28. Oscillations in Reverberating Loops

Outlines

  1. Biological neuron networks have reverberating loops; inferior olive (IO).
  2. Periodic large-amplitude oscillations can happen even with each individual neurons firing at a significantly smaller rate or of irregular spike trains.
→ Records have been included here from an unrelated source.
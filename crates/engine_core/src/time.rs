//! Frame clock for the render loop.

use std::time::{Duration, Instant};

/// Longest frame delta handed to gameplay. Window drags and debugger pauses otherwise
/// produce multi-second steps.
const DEFAULT_MAX_DELTA: Duration = Duration::from_millis(100);

/// Manages frame timing and delta time calculation.
#[derive(Debug)]
pub struct Time {
    /// Time of the last frame.
    last_frame: Instant,
    /// Duration of the last frame (after clamping).
    delta: Duration,
    /// Total simulated time since start.
    elapsed: Duration,
    /// Frame count since start.
    frame_count: u64,
    /// Upper bound on a single frame delta.
    max_delta: Duration,
}

impl Default for Time {
    fn default() -> Self {
        Self::new()
    }
}

impl Time {
    /// Create a new time manager.
    pub fn new() -> Self {
        Self {
            last_frame: Instant::now(),
            delta: Duration::ZERO,
            elapsed: Duration::ZERO,
            frame_count: 0,
            max_delta: DEFAULT_MAX_DELTA,
        }
    }

    /// Update timing at the start of a new frame from the wall clock.
    pub fn update(&mut self) {
        let now = Instant::now();
        let raw = now - self.last_frame;
        self.last_frame = now;
        self.advance(raw);
    }

    /// Advance by an explicit delta (clamped to the max delta).
    pub fn advance(&mut self, raw: Duration) {
        if raw > self.max_delta {
            log::debug!("Frame hitch of {:?} clamped to {:?}", raw, self.max_delta);
        }
        self.delta = raw.min(self.max_delta);
        self.elapsed += self.delta;
        self.frame_count += 1;
    }

    /// Get the delta time in seconds.
    pub fn delta_seconds(&self) -> f32 {
        self.delta.as_secs_f32()
    }

    /// Get total elapsed time in seconds.
    pub fn elapsed_seconds(&self) -> f32 {
        self.elapsed.as_secs_f32()
    }

    /// Get the current frame count.
    pub fn frame_count(&self) -> u64 {
        self.frame_count
    }

    /// Get the current FPS (from the last frame).
    pub fn fps(&self) -> f32 {
        if self.delta.as_secs_f32() > 0.0 {
            1.0 / self.delta.as_secs_f32()
        } else {
            0.0
        }
    }
}

#[cfg(test)]
mod tests {
    use super::*;

    #[test]
    fn advance_accumulates_elapsed_and_frames() {
        let mut t = Time::new();
        for _ in 0..3 {
            t.advance(Duration::from_millis(20));
        }
        assert_eq!(t.frame_count(), 3);
        assert!((t.elapsed_seconds() - 0.06).abs() < 1e-6);
        assert!((t.fps() - 50.0).abs() < 1e-3);
    }

    #[test]
    fn long_frames_are_clamped() {
        let mut t = Time::new();
        t.advance(Duration::from_secs(3));
        assert!((t.delta_seconds() - 0.1).abs() < 1e-6);
    }
}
Nicely explained in Fig. 8.11
  3. Strong oscillations with irregular spike trains is related to short-term memory and timing tasks.
  4. Binary neurons: potential of the ith neuron at time $t_{n+1}$ is determined by the states of other neurons at time $t_n$ $u_i(t_{n+1})=w_{ij}S_j(t_n)$. The state of neuron $S_i(t_n)$ is determined by the potential at time $t_{n}$, $S_i(t_n)=\Theta(u_i(t_n)-\theta)$, where $\theta$ is threshold.
  5. Approximate SRM to McClulloch-Pitts neurons with “digitized” states.
  6. For sparsely connect we can approximate the time evolution using independent events and find the probability.
  7. Fig. 8.12; The interactions are shown on the top panels. We start from a value of $a_n$, the iteration gives us the result of $a_{n+1}$. Then the next step depends on the value of $a_{n+1}$ so we project it onto the dashed line $a_{n}=a_{n+1}$. Then we use the new $a_n$ value to find the new $a_{n+1}$.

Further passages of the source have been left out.